#### Directions
All records that follow are to be output exactly.

>>>

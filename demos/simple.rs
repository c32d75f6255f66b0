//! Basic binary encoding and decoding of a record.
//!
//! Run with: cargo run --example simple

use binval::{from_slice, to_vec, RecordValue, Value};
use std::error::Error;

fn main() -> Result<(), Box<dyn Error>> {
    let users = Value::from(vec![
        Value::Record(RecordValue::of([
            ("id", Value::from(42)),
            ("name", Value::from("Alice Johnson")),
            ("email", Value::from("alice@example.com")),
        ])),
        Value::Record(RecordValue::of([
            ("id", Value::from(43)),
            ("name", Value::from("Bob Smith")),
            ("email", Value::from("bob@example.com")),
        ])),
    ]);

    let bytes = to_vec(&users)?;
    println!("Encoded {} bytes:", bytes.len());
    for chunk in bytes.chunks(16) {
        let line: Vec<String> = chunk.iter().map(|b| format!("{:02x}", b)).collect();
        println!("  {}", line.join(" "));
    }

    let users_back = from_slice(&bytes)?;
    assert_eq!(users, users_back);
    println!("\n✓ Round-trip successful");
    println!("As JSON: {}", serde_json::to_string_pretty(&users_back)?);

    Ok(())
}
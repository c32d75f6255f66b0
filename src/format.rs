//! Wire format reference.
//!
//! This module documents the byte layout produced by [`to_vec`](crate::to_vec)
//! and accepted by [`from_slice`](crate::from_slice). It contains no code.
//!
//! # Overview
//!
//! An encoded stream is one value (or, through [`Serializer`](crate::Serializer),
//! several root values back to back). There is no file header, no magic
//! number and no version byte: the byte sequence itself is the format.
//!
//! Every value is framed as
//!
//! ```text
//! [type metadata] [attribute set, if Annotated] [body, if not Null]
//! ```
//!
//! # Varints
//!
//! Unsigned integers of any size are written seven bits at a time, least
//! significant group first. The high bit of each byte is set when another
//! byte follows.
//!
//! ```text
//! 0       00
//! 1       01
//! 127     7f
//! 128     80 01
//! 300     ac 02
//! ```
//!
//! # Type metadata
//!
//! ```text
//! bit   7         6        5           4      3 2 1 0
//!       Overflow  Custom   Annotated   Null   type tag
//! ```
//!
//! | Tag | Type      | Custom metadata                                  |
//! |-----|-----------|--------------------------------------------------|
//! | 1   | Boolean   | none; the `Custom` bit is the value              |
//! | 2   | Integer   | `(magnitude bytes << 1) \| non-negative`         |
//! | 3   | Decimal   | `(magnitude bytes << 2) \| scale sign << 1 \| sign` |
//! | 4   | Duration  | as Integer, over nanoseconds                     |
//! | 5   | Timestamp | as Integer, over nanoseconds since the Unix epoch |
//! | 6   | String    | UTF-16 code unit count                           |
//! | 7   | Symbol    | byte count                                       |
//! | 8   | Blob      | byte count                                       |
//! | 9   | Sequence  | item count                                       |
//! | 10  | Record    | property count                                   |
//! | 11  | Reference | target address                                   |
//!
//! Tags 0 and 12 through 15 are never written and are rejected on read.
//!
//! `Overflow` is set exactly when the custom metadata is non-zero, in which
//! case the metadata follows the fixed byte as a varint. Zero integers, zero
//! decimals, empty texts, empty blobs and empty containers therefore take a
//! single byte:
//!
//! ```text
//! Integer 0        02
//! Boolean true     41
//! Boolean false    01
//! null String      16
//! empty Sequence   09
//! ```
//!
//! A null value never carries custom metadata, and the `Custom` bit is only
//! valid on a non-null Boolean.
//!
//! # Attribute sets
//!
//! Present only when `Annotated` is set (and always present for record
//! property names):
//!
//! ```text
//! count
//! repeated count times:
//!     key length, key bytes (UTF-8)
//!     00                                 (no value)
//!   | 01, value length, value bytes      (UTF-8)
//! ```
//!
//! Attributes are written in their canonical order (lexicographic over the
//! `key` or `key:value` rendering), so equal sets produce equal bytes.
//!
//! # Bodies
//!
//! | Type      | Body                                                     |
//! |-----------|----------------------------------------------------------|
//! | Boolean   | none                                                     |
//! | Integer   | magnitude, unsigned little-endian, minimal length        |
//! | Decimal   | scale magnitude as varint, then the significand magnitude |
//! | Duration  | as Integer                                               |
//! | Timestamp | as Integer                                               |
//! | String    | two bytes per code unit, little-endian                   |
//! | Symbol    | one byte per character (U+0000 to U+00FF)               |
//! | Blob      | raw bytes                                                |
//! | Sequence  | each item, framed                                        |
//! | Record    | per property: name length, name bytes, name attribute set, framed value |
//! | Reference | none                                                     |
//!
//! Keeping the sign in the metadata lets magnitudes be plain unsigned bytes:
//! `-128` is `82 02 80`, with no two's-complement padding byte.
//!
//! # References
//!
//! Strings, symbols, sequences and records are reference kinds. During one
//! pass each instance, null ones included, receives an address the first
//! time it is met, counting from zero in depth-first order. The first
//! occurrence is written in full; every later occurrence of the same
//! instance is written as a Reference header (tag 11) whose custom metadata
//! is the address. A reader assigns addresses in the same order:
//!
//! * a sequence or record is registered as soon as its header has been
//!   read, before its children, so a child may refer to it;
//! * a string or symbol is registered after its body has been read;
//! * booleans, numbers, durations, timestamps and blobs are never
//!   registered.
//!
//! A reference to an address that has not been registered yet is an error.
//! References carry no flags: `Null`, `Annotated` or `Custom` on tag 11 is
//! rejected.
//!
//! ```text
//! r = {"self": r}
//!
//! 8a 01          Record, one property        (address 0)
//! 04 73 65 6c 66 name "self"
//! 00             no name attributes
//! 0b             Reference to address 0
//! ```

<<<

#### Solution for this problem
filename demos/simple.rs
repository c32d75f6255f66b0
//! Basic binary encoding and decoding of a record.
//!
//! Run with: cargo run --example simple

use binval::{from_slice, to_vec, RecordValue, Value};
use std::error::Error;

fn main() -> Result<(), Box<dyn Error>> {
    let users = Value::from(vec![
        Value::Record(RecordValue::of([
            ("id", Value::from(42)),
            ("name", Value::from("Alice Johnson")),
            ("email", Value::from("alice@example.com")),
        ])),
        Value::Record(RecordValue::of([
            ("id", Value::from(43)),
            ("name", Value::from("Bob Smith")),
            ("email", Value::from("bob@example.com")),
        ])),
    ]);

    let bytes = to_vec(&users)?;
    println!("Encoded {} bytes:", bytes.len());
    for chunk in bytes.chunks(16) {
        let line: Vec<String> = chunk.iter().map(|b| format!("{:02x}", b)).collect();
        println!("  {}", line.join(" "));
    }

    let users_back = from_slice(&bytes)?;
    assert_eq!(users, users_back);
    println!("\n✓ Round-trip successful");
    println!("As JSON: {}", serde_json::to_string_pretty(&users_back)?);

    Ok(())
}
repository c32d75f6255f66b0
filename src/format.rs
//! Wire format reference.
//!
//! This module documents the byte layout produced by [`to_vec`](crate::to_vec)
//! and accepted by [`from_slice`](crate::from_slice). It contains no code.
//!
//! # Overview
//!
//! An encoded stream is one value (or, through [`Serializer`](crate::Serializer),
//! several root values back to back). There is no file header, no magic
//! number and no version byte: the byte sequence itself is the format.
//!
//! Every value is framed as
//!
//! ```text
//! [type metadata] [attribute set, if Annotated] [body, if not Null]
//! ```
//!
//! # Varints
//!
//! Unsigned integers of any size are written seven bits at a time, least
//! significant group first. The high bit of each byte is set when another
//! byte follows.
//!
//! ```text
//! 0       00
//! 1       01
//! 127     7f
//! 128     80 01
//! 300     ac 02
//! ```
//!
//! # Type metadata
//!
//! ```text
//! bit   7         6        5           4      3 2 1 0
//!       Overflow  Custom   Annotated   Null   type tag
//! ```
//!
//! | Tag | Type      | Custom metadata                                  |
//! |-----|-----------|--------------------------------------------------|
//! | 1   | Boolean   | none; the `Custom` bit is the value              |
//! | 2   | Integer   | `(magnitude bytes << 1) \| non-negative`         |
//! | 3   | Decimal   | `(magnitude bytes << 2) \| scale sign << 1 \| sign` |
//! | 4   | Duration  | as Integer, over nanoseconds                     |
//! | 5   | Timestamp | as Integer, over nanoseconds since the Unix epoch |
//! | 6   | String    | UTF-16 code unit count                           |
//! | 7   | Symbol    | byte count                                       |
//! | 8   | Blob      | byte count                                       |
//! | 9   | Sequence  | item count                                       |
//! | 10  | Record    | property count                                   |
//! | 11  | Reference | target address                                   |
//!
//! Tags 0 and 12 through 15 are never written and are rejected on read.
//!
//! `Overflow` is set exactly when the custom metadata is non-zero, in which
//! case the metadata follows the fixed byte as a varint. Zero integers, zero
//! decimals, empty texts, empty blobs and empty containers therefore take a
//! single byte:
//!
//! ```text
//! Integer 0        02
//! Boolean true     41
//! Boolean false    01
//! null String      16
//! empty Sequence   09
//! ```
//!
//! A null value never carries custom metadata, and the `Custom` bit is only
//! valid on a non-null Boolean.
//!
//! # Attribute sets
//!
//! Present only when `Annotated` is set (and always present for record
//! property names):
//!
//! ```text
//! count
//! repeated count times:
//!     key length, key bytes (UTF-8)
//!     00                                 (no value)
//!   | 01, value length, value bytes      (UTF-8)
//! ```
//!
//! Attributes are written in their canonical order (lexicographic over the
//! `key` or `key:value` rendering), so equal sets produce equal bytes.
//!
//! # Bodies
//!
//! | Type      | Body                                                     |
//! |-----------|----------------------------------------------------------|
//! | Boolean   | none                                                     |
//! | Integer   | magnitude, unsigned little-endian, minimal length        |
//! | Decimal   | scale magnitude as varint, then the significand magnitude |
//! | Duration  | as Integer                                               |
//! | Timestamp | as Integer                                               |
//! | String    | two bytes per code unit, little-endian                   |
//! | Symbol    | one byte per character (U+0000 to U+00FF)               |
//! | Blob      | raw bytes                                                |
//! | Sequence  | each item, framed                                        |
//! | Record    | per property: name length, name bytes, name attribute set, framed value |
//! | Reference | none                                                     |
//!
//! Keeping the sign in the metadata lets magnitudes be plain unsigned bytes:
//! `-128` is `82 02 80`, with no two's-complement padding byte.
//!
//! # References
//!
//! Strings, symbols, sequences and records are reference kinds. During one
//! pass each instance, null ones included, receives an address the first
//! time it is met, counting from zero in depth-first order. The first
//! occurrence is written in full; every later occurrence of the same
//! instance is written as a Reference header (tag 11) whose custom metadata
//! is the address. A reader assigns addresses in the same order:
//!
//! * a sequence or record is registered as soon as its header has been
//!   read, before its children, so a child may refer to it;
//! * a string or symbol is registered after its body has been read;
//! * booleans, numbers, durations, timestamps and blobs are never
//!   registered.
//!
//! A reference to an address that has not been registered yet is an error.
//! References carry no flags: `Null`, `Annotated` or `Custom` on tag 11 is
//! rejected.
//!
//! ```text
//! r = {"self": r}
//!
//! 8a 01          Record, one property        (address 0)
//! 04 73 65 6c 66 name "self"
//! 00             no name attributes
//! 0b             Reference to address 0
//! ```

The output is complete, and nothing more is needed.